**Information shown:**
*** Block opens ***

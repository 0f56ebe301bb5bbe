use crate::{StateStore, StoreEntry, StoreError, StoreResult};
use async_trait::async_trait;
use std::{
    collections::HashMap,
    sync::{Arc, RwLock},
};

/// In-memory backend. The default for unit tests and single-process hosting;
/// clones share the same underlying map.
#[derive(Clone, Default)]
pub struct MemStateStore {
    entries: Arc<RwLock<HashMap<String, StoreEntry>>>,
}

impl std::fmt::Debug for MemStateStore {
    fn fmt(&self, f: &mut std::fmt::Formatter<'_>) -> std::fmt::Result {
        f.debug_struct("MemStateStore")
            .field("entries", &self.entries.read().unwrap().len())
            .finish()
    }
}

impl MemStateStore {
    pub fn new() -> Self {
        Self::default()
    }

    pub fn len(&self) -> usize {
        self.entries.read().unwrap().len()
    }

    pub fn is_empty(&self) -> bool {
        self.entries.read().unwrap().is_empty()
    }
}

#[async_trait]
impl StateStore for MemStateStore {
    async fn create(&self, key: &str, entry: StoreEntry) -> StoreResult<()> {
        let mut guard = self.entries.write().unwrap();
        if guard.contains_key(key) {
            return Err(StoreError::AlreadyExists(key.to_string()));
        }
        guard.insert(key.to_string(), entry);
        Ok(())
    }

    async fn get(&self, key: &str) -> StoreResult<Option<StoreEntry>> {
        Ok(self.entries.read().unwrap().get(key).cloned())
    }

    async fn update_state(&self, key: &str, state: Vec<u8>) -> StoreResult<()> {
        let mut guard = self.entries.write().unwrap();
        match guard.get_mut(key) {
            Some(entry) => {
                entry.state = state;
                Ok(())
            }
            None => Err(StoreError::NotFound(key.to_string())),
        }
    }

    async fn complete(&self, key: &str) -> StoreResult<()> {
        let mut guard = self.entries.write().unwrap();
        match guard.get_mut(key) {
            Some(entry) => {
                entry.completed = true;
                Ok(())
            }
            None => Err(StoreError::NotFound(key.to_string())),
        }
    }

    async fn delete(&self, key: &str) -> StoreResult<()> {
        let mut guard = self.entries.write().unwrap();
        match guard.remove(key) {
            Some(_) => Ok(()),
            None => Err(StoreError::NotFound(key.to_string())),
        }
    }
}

*** Block closes ***
*** Block opens ***

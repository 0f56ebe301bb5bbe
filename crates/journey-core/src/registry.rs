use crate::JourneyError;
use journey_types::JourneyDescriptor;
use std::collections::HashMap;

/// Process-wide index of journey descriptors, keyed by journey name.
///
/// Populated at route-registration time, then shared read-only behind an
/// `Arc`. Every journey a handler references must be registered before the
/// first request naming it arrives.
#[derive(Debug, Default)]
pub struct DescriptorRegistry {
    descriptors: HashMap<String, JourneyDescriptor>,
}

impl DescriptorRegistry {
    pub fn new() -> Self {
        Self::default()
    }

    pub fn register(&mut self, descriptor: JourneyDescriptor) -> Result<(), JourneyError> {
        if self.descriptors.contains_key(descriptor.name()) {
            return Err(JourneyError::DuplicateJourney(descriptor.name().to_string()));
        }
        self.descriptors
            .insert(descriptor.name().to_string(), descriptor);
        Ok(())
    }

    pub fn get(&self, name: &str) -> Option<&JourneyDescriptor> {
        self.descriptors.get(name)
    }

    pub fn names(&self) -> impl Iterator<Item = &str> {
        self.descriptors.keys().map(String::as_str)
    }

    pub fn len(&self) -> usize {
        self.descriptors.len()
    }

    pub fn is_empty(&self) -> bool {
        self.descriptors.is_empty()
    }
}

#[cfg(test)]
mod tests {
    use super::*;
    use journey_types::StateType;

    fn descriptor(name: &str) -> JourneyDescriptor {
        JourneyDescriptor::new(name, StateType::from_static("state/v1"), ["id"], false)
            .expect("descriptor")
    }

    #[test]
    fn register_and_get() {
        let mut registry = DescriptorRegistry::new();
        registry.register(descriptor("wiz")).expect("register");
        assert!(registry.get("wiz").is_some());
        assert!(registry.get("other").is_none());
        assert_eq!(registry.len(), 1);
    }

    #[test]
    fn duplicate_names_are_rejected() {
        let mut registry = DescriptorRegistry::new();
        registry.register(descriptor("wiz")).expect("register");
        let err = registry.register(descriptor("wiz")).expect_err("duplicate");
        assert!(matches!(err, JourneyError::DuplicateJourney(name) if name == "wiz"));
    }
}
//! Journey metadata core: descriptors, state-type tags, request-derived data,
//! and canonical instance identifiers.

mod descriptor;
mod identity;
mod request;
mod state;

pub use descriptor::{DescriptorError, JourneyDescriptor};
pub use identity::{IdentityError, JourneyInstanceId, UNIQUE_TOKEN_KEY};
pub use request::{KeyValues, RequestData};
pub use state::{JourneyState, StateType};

*** Block closes ***

**What is needed:** Return exactly, and only, the lines above starting at the line that contains "#[derive(Debug, Default)]" and ending at the line that contains "pub fn register(&mut".

**Result of this task:**
#[derive(Debug, Default)]
pub struct DescriptorRegistry {
    descriptors: HashMap<String, JourneyDescriptor>,
}

impl DescriptorRegistry {
    pub fn new() -> Self {
        Self::default()
    }

    pub fn register(&mut self, descriptor: JourneyDescriptor) -> Result<(), JourneyError> {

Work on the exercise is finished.